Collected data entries
__________________________________________________

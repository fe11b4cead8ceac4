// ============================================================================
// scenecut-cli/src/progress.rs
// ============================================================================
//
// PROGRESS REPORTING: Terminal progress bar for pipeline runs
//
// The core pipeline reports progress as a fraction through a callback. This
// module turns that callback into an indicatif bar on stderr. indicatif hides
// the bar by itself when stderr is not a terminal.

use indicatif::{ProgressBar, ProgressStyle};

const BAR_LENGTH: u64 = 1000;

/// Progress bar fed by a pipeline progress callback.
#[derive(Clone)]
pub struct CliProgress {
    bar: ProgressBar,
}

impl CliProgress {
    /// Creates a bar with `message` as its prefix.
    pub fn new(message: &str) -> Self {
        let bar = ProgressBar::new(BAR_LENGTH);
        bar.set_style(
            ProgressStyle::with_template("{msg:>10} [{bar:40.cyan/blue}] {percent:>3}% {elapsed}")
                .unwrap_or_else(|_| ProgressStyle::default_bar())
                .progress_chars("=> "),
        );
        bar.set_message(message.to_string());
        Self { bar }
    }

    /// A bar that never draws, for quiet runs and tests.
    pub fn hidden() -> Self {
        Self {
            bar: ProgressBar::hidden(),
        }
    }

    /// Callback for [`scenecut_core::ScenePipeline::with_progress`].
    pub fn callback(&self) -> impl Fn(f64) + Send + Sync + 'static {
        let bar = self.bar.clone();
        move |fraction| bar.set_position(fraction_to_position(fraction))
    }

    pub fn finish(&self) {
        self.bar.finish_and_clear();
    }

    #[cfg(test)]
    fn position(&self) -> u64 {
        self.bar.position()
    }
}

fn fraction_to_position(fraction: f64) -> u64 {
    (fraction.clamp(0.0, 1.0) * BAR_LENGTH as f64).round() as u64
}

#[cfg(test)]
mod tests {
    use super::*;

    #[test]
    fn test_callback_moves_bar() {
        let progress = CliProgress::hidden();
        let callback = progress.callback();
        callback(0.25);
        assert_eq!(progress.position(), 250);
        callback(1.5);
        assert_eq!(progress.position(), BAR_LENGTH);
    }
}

__________________________________________________

▸ **Work request**: For the data above, give the number of lines in which the word "that" appears, and nothing more.

▸ **Result**: 2